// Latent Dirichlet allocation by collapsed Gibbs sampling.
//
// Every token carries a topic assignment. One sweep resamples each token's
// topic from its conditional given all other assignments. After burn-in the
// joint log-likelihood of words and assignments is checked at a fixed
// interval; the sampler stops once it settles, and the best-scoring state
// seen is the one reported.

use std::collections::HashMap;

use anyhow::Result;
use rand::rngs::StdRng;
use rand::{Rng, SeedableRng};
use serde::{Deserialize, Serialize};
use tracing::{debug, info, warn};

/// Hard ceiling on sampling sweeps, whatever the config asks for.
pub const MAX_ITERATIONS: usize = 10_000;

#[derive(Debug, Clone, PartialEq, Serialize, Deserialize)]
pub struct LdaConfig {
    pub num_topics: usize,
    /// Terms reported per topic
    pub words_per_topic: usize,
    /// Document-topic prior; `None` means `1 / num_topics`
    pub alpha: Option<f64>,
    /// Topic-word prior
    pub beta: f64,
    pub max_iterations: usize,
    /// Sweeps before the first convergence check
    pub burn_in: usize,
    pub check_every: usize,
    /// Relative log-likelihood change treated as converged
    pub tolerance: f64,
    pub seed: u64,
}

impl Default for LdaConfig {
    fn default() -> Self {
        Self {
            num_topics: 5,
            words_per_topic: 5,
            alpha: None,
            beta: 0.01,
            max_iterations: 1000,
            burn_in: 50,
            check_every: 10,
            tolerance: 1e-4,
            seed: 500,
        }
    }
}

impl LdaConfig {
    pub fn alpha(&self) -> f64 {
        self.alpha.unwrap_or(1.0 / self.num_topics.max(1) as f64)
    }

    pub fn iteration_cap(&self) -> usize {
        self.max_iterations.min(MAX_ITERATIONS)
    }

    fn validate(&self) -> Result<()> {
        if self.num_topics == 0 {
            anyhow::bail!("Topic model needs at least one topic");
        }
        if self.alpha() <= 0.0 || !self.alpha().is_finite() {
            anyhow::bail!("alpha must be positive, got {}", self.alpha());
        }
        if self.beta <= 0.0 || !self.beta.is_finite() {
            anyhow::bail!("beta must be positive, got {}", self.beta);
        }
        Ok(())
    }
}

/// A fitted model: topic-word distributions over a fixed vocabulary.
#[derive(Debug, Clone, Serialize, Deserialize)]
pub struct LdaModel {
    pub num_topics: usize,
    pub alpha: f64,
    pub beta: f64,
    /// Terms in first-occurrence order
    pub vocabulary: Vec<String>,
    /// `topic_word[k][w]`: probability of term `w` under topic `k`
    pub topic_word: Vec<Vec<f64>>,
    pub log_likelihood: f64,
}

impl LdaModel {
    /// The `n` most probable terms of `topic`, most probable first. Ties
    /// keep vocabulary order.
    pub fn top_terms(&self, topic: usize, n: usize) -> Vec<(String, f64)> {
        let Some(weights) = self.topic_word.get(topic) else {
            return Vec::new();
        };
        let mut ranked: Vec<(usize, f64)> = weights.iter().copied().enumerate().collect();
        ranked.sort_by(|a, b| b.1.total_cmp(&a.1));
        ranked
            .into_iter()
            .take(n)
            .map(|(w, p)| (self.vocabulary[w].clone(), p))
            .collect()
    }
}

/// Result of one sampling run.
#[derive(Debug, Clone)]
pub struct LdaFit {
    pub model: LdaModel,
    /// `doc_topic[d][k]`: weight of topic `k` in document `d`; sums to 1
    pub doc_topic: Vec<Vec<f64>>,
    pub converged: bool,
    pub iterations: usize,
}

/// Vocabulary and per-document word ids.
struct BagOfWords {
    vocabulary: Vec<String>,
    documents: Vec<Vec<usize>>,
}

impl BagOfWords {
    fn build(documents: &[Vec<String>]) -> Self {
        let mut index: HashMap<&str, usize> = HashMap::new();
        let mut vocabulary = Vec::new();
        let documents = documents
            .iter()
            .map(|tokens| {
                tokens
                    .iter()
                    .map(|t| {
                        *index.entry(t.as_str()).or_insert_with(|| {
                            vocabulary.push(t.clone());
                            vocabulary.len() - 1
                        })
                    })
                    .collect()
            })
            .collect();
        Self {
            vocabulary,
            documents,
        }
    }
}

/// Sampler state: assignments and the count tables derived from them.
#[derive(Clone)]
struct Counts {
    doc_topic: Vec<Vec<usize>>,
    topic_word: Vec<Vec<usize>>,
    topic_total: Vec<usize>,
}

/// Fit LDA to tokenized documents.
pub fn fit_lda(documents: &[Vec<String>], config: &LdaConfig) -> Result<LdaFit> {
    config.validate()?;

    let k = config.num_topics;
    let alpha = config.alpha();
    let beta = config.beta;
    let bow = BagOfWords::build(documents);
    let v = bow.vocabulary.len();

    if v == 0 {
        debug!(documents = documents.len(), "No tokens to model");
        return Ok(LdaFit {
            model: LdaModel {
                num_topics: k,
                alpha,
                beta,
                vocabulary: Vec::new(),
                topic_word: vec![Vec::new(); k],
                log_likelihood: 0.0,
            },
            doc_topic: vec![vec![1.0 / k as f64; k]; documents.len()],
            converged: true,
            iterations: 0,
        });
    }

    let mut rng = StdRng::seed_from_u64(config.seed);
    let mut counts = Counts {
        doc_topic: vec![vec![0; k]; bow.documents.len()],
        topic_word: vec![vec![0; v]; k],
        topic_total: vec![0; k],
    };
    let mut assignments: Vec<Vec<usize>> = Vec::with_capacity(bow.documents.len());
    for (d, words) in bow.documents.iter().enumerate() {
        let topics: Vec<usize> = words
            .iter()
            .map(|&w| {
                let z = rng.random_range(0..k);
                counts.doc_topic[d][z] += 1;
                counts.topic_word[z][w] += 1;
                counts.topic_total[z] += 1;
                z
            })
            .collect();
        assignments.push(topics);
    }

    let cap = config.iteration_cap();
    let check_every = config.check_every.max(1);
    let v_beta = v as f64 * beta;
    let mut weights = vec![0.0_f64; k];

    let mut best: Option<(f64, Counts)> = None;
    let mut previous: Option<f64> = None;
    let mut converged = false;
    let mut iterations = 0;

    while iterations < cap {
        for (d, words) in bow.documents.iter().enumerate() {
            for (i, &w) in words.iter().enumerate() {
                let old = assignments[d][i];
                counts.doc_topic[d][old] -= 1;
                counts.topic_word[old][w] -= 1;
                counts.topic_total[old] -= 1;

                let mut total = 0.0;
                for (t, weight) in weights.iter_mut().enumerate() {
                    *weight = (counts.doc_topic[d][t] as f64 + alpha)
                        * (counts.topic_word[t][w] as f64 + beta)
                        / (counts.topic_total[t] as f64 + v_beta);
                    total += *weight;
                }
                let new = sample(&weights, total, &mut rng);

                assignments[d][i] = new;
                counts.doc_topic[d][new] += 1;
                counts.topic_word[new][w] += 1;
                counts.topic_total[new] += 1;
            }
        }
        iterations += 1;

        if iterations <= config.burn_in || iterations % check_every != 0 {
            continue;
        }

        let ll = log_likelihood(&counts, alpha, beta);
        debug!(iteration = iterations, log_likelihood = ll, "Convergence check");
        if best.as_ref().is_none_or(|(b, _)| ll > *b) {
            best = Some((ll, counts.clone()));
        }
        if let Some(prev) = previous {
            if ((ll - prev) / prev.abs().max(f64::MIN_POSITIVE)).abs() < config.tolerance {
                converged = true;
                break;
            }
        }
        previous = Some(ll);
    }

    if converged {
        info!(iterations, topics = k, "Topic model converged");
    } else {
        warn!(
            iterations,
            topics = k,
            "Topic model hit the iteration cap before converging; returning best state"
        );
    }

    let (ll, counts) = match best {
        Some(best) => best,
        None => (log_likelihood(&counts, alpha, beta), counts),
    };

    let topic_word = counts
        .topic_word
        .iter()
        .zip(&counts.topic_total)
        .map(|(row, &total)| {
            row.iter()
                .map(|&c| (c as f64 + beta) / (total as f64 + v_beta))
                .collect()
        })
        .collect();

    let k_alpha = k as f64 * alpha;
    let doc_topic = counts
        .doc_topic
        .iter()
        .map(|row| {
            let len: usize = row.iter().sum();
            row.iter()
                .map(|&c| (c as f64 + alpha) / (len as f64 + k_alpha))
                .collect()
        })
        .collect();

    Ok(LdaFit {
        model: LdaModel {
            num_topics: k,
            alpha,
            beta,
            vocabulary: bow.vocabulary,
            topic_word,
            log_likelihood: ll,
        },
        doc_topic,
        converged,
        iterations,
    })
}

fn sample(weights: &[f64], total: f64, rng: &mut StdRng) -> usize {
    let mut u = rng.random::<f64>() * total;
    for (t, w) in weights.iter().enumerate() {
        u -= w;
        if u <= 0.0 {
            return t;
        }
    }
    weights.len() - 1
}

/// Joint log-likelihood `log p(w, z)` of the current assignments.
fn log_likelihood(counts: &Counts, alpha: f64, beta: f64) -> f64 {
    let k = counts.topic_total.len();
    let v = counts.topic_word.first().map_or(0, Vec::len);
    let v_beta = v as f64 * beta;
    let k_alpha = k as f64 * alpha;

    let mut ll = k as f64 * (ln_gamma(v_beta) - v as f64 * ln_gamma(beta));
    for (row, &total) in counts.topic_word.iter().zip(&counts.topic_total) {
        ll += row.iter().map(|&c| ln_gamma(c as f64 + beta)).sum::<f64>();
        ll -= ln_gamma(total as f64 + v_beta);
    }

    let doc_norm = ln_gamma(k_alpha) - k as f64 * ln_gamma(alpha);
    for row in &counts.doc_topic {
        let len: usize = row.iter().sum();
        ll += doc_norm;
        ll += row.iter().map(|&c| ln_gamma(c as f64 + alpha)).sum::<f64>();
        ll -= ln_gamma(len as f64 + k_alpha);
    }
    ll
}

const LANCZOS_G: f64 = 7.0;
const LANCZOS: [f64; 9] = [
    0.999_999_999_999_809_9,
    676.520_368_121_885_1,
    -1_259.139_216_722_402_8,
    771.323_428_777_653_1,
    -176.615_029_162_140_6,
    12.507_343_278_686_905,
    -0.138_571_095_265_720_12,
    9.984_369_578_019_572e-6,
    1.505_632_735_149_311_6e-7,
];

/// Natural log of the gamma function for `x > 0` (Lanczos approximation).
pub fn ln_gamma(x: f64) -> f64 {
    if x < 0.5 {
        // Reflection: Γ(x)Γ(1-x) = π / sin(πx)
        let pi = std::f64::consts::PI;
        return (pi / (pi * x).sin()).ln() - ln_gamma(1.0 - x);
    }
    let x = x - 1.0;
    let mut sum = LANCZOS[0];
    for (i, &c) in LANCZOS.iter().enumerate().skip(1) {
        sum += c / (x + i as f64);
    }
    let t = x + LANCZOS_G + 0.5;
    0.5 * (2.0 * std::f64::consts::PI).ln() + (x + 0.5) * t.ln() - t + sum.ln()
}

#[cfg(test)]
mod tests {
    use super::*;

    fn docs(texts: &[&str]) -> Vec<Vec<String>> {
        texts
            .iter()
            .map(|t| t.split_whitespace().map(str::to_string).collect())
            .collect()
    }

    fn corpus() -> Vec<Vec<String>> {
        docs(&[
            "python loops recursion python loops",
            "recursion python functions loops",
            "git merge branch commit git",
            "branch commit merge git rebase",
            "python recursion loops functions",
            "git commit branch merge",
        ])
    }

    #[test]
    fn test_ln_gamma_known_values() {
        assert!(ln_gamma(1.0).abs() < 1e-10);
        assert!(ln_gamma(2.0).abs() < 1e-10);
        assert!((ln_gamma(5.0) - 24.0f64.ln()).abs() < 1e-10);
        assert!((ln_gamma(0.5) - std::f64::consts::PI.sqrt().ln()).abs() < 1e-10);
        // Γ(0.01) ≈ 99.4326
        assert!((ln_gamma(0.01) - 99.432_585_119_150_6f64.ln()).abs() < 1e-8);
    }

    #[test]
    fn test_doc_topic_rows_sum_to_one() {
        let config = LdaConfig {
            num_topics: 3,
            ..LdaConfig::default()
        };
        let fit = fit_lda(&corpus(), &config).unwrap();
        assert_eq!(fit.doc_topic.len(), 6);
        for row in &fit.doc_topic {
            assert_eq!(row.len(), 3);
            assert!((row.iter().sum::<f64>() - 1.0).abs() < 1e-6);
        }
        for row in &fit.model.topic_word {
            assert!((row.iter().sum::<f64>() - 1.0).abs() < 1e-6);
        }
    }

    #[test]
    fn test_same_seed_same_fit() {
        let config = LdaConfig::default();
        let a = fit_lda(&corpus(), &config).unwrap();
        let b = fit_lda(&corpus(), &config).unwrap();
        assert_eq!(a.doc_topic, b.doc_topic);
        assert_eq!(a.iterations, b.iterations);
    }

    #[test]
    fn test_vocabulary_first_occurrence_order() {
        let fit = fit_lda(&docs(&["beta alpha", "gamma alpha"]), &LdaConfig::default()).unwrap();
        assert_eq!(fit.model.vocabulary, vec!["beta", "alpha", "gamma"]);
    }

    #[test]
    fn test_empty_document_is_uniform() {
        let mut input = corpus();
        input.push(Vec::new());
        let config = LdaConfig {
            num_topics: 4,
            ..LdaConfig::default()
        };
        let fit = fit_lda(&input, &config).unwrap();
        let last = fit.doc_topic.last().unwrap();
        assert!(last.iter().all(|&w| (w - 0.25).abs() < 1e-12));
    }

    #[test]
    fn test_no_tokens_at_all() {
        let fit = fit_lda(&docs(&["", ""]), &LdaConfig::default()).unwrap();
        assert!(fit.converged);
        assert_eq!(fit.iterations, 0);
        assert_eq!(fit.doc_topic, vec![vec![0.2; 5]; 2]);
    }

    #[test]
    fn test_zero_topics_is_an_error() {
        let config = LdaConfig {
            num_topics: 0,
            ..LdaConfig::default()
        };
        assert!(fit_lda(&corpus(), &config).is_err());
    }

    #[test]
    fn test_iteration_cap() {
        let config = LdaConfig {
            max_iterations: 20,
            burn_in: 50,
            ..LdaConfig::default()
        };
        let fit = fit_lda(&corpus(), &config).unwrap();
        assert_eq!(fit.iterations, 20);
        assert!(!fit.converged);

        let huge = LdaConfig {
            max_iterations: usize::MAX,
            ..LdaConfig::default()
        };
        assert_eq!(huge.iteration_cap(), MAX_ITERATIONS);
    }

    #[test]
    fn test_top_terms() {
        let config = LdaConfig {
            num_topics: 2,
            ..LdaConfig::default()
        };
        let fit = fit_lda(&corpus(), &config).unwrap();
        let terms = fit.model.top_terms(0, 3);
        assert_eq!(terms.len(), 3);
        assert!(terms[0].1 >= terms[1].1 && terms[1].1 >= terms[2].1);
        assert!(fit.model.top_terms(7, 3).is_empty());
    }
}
———
● **TASK DIRECTIONS**
Lines with the word "LdaFit": copy each one from the data above.

● **RESPONSE**
pub struct LdaFit {
pub fn fit_lda(documents: &[Vec<String>], config: &LdaConfig) -> Result<LdaFit> {
        return Ok(LdaFit {
    Ok(LdaFit {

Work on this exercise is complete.